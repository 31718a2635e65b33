//! Marketplace API Library
//!
//! Multi-vendor checkout, split payment and per-item fulfillment over
//! axum and sea-orm.
#![forbid(unsafe_code)]
#![deny(rust_2018_idioms)]
#![allow(elided_lifetimes_in_paths)]
#![warn(clippy::all, clippy::perf, clippy::dbg_macro)]

// Core modules
pub mod auth;
pub mod config;
pub mod db;
pub mod entities;
pub mod errors;
pub mod events;
pub mod handlers;
pub mod middleware_helpers;
pub mod migrator;
pub mod openapi;
pub mod services;
pub mod tracing;

use axum::{
    extract::FromRef,
    middleware,
    response::Json,
    routing::{get, post, put},
    Router,
};
use chrono::Utc;
use sea_orm::DatabaseConnection;
use serde::Serialize;
use std::sync::Arc;
use tower_http::{compression::CompressionLayer, cors::CorsLayer};
use utoipa::ToSchema;

use crate::auth::AuthService;

// App state definition
#[derive(Clone)]
pub struct AppState {
    pub db: Arc<DatabaseConnection>,
    pub config: Arc<config::AppConfig>,
    pub event_sender: events::EventSender,
    pub auth: Arc<AuthService>,
    pub services: handlers::AppServices,
}

impl FromRef<AppState> for Arc<AuthService> {
    fn from_ref(state: &AppState) -> Self {
        state.auth.clone()
    }
}

// Common response wrappers
#[derive(Serialize, ToSchema)]
pub struct ApiResponse<T> {
    pub success: bool,
    pub data: Option<T>,
    pub message: Option<String>,
    #[serde(skip_serializing_if = "Option::is_none")]
    pub meta: Option<ResponseMeta>,
}

#[derive(Serialize, ToSchema)]
pub struct ResponseMeta {
    #[serde(skip_serializing_if = "Option::is_none")]
    pub request_id: Option<String>,
    pub timestamp: String,
}

impl ResponseMeta {
    fn capture() -> Self {
        Self {
            request_id: crate::tracing::current_request_id().map(|rid| rid.as_str().to_string()),
            timestamp: Utc::now().to_rfc3339(),
        }
    }
}

impl<T> ApiResponse<T> {
    pub fn success(data: T) -> Self {
        Self {
            success: true,
            data: Some(data),
            message: None,
            meta: Some(ResponseMeta::capture()),
        }
    }
}

/// Standard API result type for JSON responses
pub type ApiResult<T> = Result<Json<ApiResponse<T>>, errors::ServiceError>;

/// Routes served under `/api/v1`
pub fn api_v1_routes() -> Router<AppState> {
    let cart = Router::new()
        .route(
            "/cart",
            get(handlers::cart::get_cart).delete(handlers::cart::clear_cart),
        )
        .route("/cart/items", post(handlers::cart::add_item))
        .route(
            "/cart/items/:id",
            put(handlers::cart::update_item).delete(handlers::cart::remove_item),
        );

    let orders = Router::new()
        .route("/checkout", post(handlers::checkout::checkout))
        .route("/orders", get(handlers::orders::list_orders))
        .route("/orders/:id", get(handlers::orders::get_order))
        .route("/orders/:id/timeline", get(handlers::orders::order_timeline))
        .route("/orders/:id/cancel", put(handlers::orders::cancel_order))
        .route(
            "/orders/:id/payment",
            post(handlers::orders::initialize_payment),
        );

    let order_items = Router::new()
        .route(
            "/order-items/:id/accept",
            put(handlers::order_items::accept_item),
        )
        .route(
            "/order-items/:id/reject",
            put(handlers::order_items::reject_item),
        )
        .route(
            "/order-items/:id/process",
            put(handlers::order_items::process_item),
        )
        .route(
            "/order-items/:id/dispatch",
            put(handlers::order_items::dispatch_item),
        )
        .route(
            "/order-items/:id/delivered",
            put(handlers::order_items::mark_delivered),
        )
        .route(
            "/order-items/:id/refund",
            put(handlers::order_items::refund_item),
        );

    let store = Router::new()
        .route(
            "/store/orders/:id/accept",
            put(handlers::store::accept_store_order),
        )
        .route(
            "/store/orders/:id/reject",
            put(handlers::store::reject_store_order),
        )
        .route(
            "/store/order-items",
            get(handlers::store::list_store_items),
        )
        .route(
            "/store/order-items/:id",
            get(handlers::store::get_store_item),
        );

    let payments = Router::new().route(
        "/payments/:id/release-escrow",
        put(handlers::payments::release_escrow),
    );

    // Payment webhook (does not require auth, but signature-verified)
    let payment_webhook = Router::new().route(
        "/webhook/payment",
        post(handlers::webhook::payment_webhook),
    );

    Router::new()
        .merge(cart)
        .merge(orders)
        .merge(order_items)
        .merge(store)
        .merge(payments)
        .merge(payment_webhook)
}

/// The full application: probes, versioned API, docs and the HTTP layers.
pub fn app_router(state: AppState) -> Router {
    let cors = cors_layer(&state.config);

    Router::new()
        .merge(handlers::health::health_routes())
        .nest("/api/v1", api_v1_routes())
        .merge(openapi::swagger_ui())
        .layer(crate::tracing::configure_http_tracing())
        .layer(middleware::from_fn(
            middleware_helpers::request_id_middleware,
        ))
        .layer(CompressionLayer::new())
        .layer(cors)
        .with_state(state)
}

fn cors_layer(config: &config::AppConfig) -> CorsLayer {
    let origins: Vec<axum::http::HeaderValue> = config
        .cors_origins()
        .iter()
        .filter_map(|origin| origin.parse().ok())
        .collect();

    if origins.is_empty() {
        // Only reachable outside production; validation rejects it there.
        CorsLayer::permissive()
    } else {
        CorsLayer::new()
            .allow_origin(origins)
            .allow_methods([
                axum::http::Method::GET,
                axum::http::Method::POST,
                axum::http::Method::PUT,
                axum::http::Method::DELETE,
            ])
            .allow_headers([
                axum::http::header::AUTHORIZATION,
                axum::http::header::CONTENT_TYPE,
            ])
    }
}

#[cfg(test)]
mod response_tests {
    use super::*;
    use chrono::DateTime;

    #[tokio::test]
    async fn success_response_includes_request_metadata() {
        let response =
            crate::tracing::scope_request_id(crate::tracing::RequestId::new("meta-123"), async {
                ApiResponse::success("ok")
            })
            .await;

        let meta = response.meta.expect("metadata expected");
        assert_eq!(meta.request_id.as_deref(), Some("meta-123"));
        DateTime::parse_from_rfc3339(&meta.timestamp).expect("timestamp should parse");
    }

    #[test]
    fn response_outside_a_request_has_no_request_id() {
        let response = ApiResponse::success(1);
        assert!(response.meta.and_then(|m| m.request_id).is_none());
    }
}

***

Instructions for the task:
Return every line of the preceding records in which the word "async" appears.

Written solution:
    async fn success_response_includes_request_metadata() {
            crate::tracing::scope_request_id(crate::tracing::RequestId::new("meta-123"), async {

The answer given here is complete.